The Beneficial Effects of Lactobacillus plantarum PS128 on High-Intensity, Exercise-Induced Oxidative Stress, Inflammation, and Performance in Triathletes

Abstract

A triathlon, which consists of swimming, bicycling, and running, is a high-intensity and long-term form of exercise that can cause injuries such as muscular damage, inflammation, oxidative stress, and energy imbalance. Probiotics are thought to play an important role in disease incidence, health promotion, and nutrient metabolism, but only a few studies have focused on physiological adaptations to exercise in sports science. Previous studies indicated that Lactobacillus supplementation could improve oxidative stress and inflammatory responses. We investigate the effects of Lactobacillus plantarum PS128 supplementation on triathletes for possible physiological adaptation. The triathletes were assigned to one of two groups with different exercise intensity stimulations with different time-points to investigate the effects of body compositions, inflammation, oxidative stress, performance, fatigue, and injury-related biochemical indices. L. plantarum PS128 supplementation, combined with training, can significantly alleviate oxidative stress (such as creatine kinase, Thioredoxin, and Myeloperoxidase indices) after a triathlon (p < 0.05). This effect is possibly regulated by a 6⁻13% decrease of indicated pro-inflammation (TNF-α, IL-6, and IL-8) cytokines (p < 0.05) and 55% increase of anti-inflammation (IL-10) cytokines (p < 0.05) after intensive exercise stimulation. In addition, L. plantarum PS128 can also substantially increase 24⁻69% of plasma-branched amino acids (p < 0.05) and elevate exercise performance, as compared to the placebo group (p < 0.05). In conclusion, L. plantarum PS128 may be a potential ergogenic aid for better training management, physiological adaptations to exercise, and health promotion.

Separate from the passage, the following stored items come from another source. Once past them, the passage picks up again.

//! The segment store: a partition's row-oriented payload.
//!
//! Grounded on `examples/original_source/libvast/native-plugins/segment_store.cpp`
//! and `vast/segment.hpp` (spec.md §4.4). A segment concatenates the
//! slices handed to it by the owning active partition; a passive
//! (persisted) segment exposes the identical read contract over data
//! reconstituted from a partition artifact.

use std::sync::Arc;

use crate::error::{Error, Result};
use crate::expr::{eval, Expression};
use crate::ids::RowIdBitmap;
use crate::slice::TableSlice;

/// Single-writer accumulator for an active partition's payload.
///
/// `max_bytes` caps the builder the way `max_segment_size` does in the
/// teacher's configuration; exceeding it surfaces a `LogicError` so the
/// caller (active partition) can rotate instead of growing unbounded.
pub struct SegmentBuilder {
    slices: Vec<TableSlice>,
    bytes: u64,
    max_bytes: u64,
}

impl SegmentBuilder {
    pub fn new(max_bytes: u64) -> SegmentBuilder {
        SegmentBuilder { slices: Vec::new(), bytes: 0, max_bytes }
    }

    pub fn add(&mut self, slice: TableSlice) -> Result<()> {
        let estimate = estimate_bytes(&slice);
        if self.bytes + estimate > self.max_bytes && !self.slices.is_empty() {
            return Err(Error::LogicError("segment builder at capacity".to_string()));
        }
        self.bytes += estimate;
        self.slices.push(slice);
        Ok(())
    }

    pub fn bytes(&self) -> u64 {
        self.bytes
    }

    pub fn is_empty(&self) -> bool {
        self.slices.is_empty()
    }

    /// A cheap clone of the slices accumulated so far, used to answer
    /// queries against an active partition without freezing the builder
    /// (spec.md §4.1, "Concurrent queries against an active partition").
    pub fn peek_slices(&self) -> Vec<TableSlice> {
        self.slices.clone()
    }

    pub fn finish(self) -> Segment {
        Segment { slices: Arc::new(self.slices) }
    }
}

fn estimate_bytes(slice: &TableSlice) -> u64 {
    // Coarse accounting, good enough to bound builder growth; the exact
    // on-wire size is whatever the partition artifact's bincode framing
    // produces at persist time.
    (slice.rows() * slice.columns() as u64) * 32
}

/// An immutable blob of slices, shared by clone (`Arc`). Both the "active"
/// (still owned by a `SegmentBuilder` before `finish`) and "passive"
/// (reloaded from disk) cases end up as the same `Segment` value once
/// frozen -- the distinction upstream is only about who can still call
/// `add`.
#[derive(Clone)]
pub struct Segment {
    slices: Arc<Vec<TableSlice>>,
}

impl Segment {
    pub fn empty() -> Segment {
        Segment { slices: Arc::new(Vec::new()) }
    }

    pub fn from_slices(slices: Vec<TableSlice>) -> Segment {
        Segment { slices: Arc::new(slices) }
    }

    /// Union of all slices' true retained ids.
    pub fn ids(&self) -> RowIdBitmap {
        let mut bm = RowIdBitmap::new();
        for slice in self.slices.iter() {
            bm = bm.union(&slice.ids());
        }
        bm
    }

    /// Slices overlapping `ids`, in storage order.
    pub fn lookup(&self, ids: &RowIdBitmap) -> Vec<TableSlice> {
        self.slices.iter().filter(|slice| slice.ids().intersection(ids).rank() > 0).cloned().collect()
    }

    /// Slices with the rows in `xs` removed, dropping any slice left
    /// empty. Mirrors `select(slice, complement(xs))` per slice
    /// (spec.md §4.4).
    pub fn erase(&self, xs: &RowIdBitmap) -> Vec<TableSlice> {
        self.slices
            .iter()
            .filter_map(|slice| {
                let keep = slice.ids().difference(xs);
                slice.select(&keep)
            })
            .collect()
    }

    /// Builds a fresh segment containing every slice's complement of `xs`.
    pub fn copy_without(&self, xs: &RowIdBitmap) -> Segment {
        Segment::from_slices(self.erase(xs))
    }

    pub fn slices(&self) -> &[TableSlice] {
        &self.slices
    }
}

/// Outcome of the shared handle-lookup algorithm (spec.md §4.4): either a
/// running count, or a list of result slices ready to stream to an
/// extract sink.
pub enum LookupOutcome {
    Count(u64),
    Slices(Vec<TableSlice>),
}

/// The "handle-lookup" algorithm shared between active and passive
/// partitions: for every slice returned by `store.lookup(query.ids)`,
/// tailor the expression to the slice's schema and apply the requested
/// command.
pub fn handle_lookup(
    store: &Segment,
    query_ids: &RowIdBitmap,
    expr: &Expression,
    extract_preserve_ids: Option<bool>,
) -> Result<LookupOutcome> {
    let slices = store.lookup(query_ids);
    match extract_preserve_ids {
        None => {
            // count
            let mut total = 0u64;
            for slice in &slices {
                let checker = if expr.is_empty() { Expression::empty() } else { eval::tailor(expr, slice.schema(), true) };
                total += count_matching(slice, &checker, query_ids)?;
            }
            Ok(LookupOutcome::Count(total))
        }
        Some(true) => {
            // extract, preserve_ids
            let mut out = Vec::new();
            for slice in &slices {
                let Some(restricted) = slice.select(query_ids) else { continue };
                if expr.is_empty() {
                    out.push(restricted);
                    continue;
                }
                let checker = eval::tailor(expr, slice.schema(), true);
                let hits = matching_ids(&restricted, &checker)?;
                if let Some(sub) = restricted.select(&hits) {
                    out.push(sub);
                }
            }
            Ok(LookupOutcome::Slices(out))
        }
        Some(false) => {
            // extract, drop_ids: one result slice per source slice, with
            // rows outside `query_ids` or failing the checker removed.
            let mut out = Vec::new();
            for slice in &slices {
                let restricted_ids = slice.ids().intersection(query_ids);
                let Some(mut candidate) = slice.select(&restricted_ids) else { continue };
                if !expr.is_empty() {
                    let checker = eval::tailor(expr, slice.schema(), true);
                    let hits = matching_ids(&candidate, &checker)?;
                    candidate = match candidate.select(&hits) {
                        Some(c) => c,
                        None => continue,
                    };
                }
                out.push(candidate);
            }
            Ok(LookupOutcome::Slices(out))
        }
    }
}

/// Delivers a `LookupOutcome` to whichever sink `cmd` names. Shared
/// between active and passive query paths so the sink-dispatch logic
/// lives in exactly one place.
pub fn dispatch(cmd: &crate::query::QueryCmd, outcome: &LookupOutcome) {
    use crate::query::QueryCmd;
    match (cmd, outcome) {
        (QueryCmd::Count { sink, .. }, LookupOutcome::Count(n)) => sink.send(*n),
        (QueryCmd::Extract { sink, .. }, LookupOutcome::Slices(slices)) => {
            for slice in slices {
                sink.send(slice.clone());
            }
        }
        _ => {}
    }
}

fn count_matching(slice: &TableSlice, checker: &Expression, ids: &RowIdBitmap) -> Result<u64> {
    let restricted_ids = slice.ids().intersection(ids);
    if checker.is_empty() {
        return Ok(restricted_ids.rank());
    }
    let hits = matching_ids(slice, checker)?;
    Ok(hits.intersection(&restricted_ids).rank())
}

/// Evaluates `checker` against `slice`'s own indexers-by-proxy: since a
/// standalone `TableSlice` has no persistent indexer, this builds a
/// transient one over the slice's columns, matching the semantics (if not
/// the performance) of evaluating against real indexers. Built from the
/// slice's own true per-row ids rather than an assumed-contiguous range,
/// so a previously `select`ed (possibly sparse) slice still indexes
/// correctly.
fn matching_ids(slice: &TableSlice, checker: &Expression) -> Result<RowIdBitmap> {
    use crate::indexer::ValueIndex;
    use crate::schema::QualifiedField;
    use std::collections::HashMap;

    let table = slice.schema().name.clone();
    let mut indexers: HashMap<QualifiedField, ValueIndex> = HashMap::new();
    for (col, field) in slice.schema().fields.iter().enumerate() {
        let key = QualifiedField { table: table.clone(), name: field.name.clone(), ty: field.ty.clone() };
        let mut idx = ValueIndex::for_type(&field.ty);
        let ids = (0..slice.rows() as usize).map(|r| slice.id_at(r));
        idx.append(ids.zip(slice.column(col).cloned()));
        indexers.insert(key, idx);
    }
    let universe = slice.ids();
    eval::evaluate(checker, &table, &indexers, &universe)
}

#[cfg(test)]
mod tests {
    use super::*;
    use crate::schema::{Field, RecordSchema, Type};
    use crate::slice::TableSliceBuilder;
    use crate::value::{RelOp, Value};

    fn schema() -> RecordSchema {
        RecordSchema::new("conn", vec![Field::new("proto", Type::String)])
    }

    fn slice(offset: u64, protos: &[&str]) -> TableSlice {
        let mut b = TableSliceBuilder::new(schema(), offset, 0);
        for p in protos {
            b.push_row(vec![Value::String((*p).to_string())]);
        }
        b.finish()
    }

    #[test]
    fn ids_is_union_of_slice_ranges() {
        let seg = Segment::from_slices(vec![slice(0, &["tcp", "udp"]), slice(10, &["icmp"])]);
        assert_eq!(seg.ids(), RowIdBitmap::from_ids([0, 1, 10]));
    }

    #[test]
    fn erase_drops_rows_and_empties() {
        let seg = Segment::from_slices(vec![slice(0, &["tcp", "udp"])]);
        let remaining = seg.erase(&RowIdBitmap::from_ids([0, 1]));
        assert!(remaining.is_empty());

        let seg = Segment::from_slices(vec![slice(0, &["tcp", "udp"])]);
        let remaining = seg.erase(&RowIdBitmap::from_ids([0]));
        assert_eq!(remaining.len(), 1);
        assert_eq!(remaining[0].rows(), 1);
    }

    #[test]
    fn handle_lookup_count_with_filter() {
        let seg = Segment::from_slices(vec![slice(0, &["tcp", "udp", "tcp"])]);
        let expr = Expression::field("proto", RelOp::Equal, Value::String("tcp".into()));
        let outcome = handle_lookup(&seg, &seg.ids(), &expr, None).unwrap();
        match outcome {
            LookupOutcome::Count(n) => assert_eq!(n, 2),
            _ => panic!("expected count"),
        }
    }

    #[test]
    fn handle_lookup_extract_preserve_ids() {
        let seg = Segment::from_slices(vec![slice(0, &["tcp", "udp"])]);
        let outcome = handle_lookup(&seg, &seg.ids(), &Expression::empty(), Some(true)).unwrap();
        match outcome {
            LookupOutcome::Slices(slices) => {
                assert_eq!(slices.iter().map(|s| s.rows()).sum::<u64>(), 2);
            }
            _ => panic!("expected slices"),
        }
    }
}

Keywords: L. plantarum PS128; inflammation; oxidative stress; performance; triathlon.

Figure 1

Experimental scheme.

Figure 2

Body compositions between pre- and post-supplementation in the two studies. The data are represented as mean ± SEM. Study I included subjects (A) pre- and (B) post-supplementation with muscle, fat, and bone percentages (%) in the placebo group (PG) (n = 9) and L. plantarum group (LG) (n = 9). Study II included subjects (C) pre- and (D) post-supplementation with muscle, fat, and bone percentages (%) in the PG (n = 8) and LG (n = 8). p < 0.05 was considered to be a statistically significant difference within and between the groups.

Figure 3

The profiles of kidney injury and inflammation-associated markers were collected and assessed from the participants in Study II who engaged in a championship triathlon intervention. (A) TRX (Thioredoxin), (B) C5a (Component 5a), and (C) MPO (Myeloperoxidase) were assessed at multiple time points included Basal, AfterEx, and 3hRest, and the data were represented as mean ± SEM. * indicates a significant difference between groups; ⁺ indicates a significant difference compared with the basal point within groups; and ^# indicates a significant difference compared with the AfterEx point within the groups. The significant difference within and between groups was considered when p < 0.016 (0.05/3).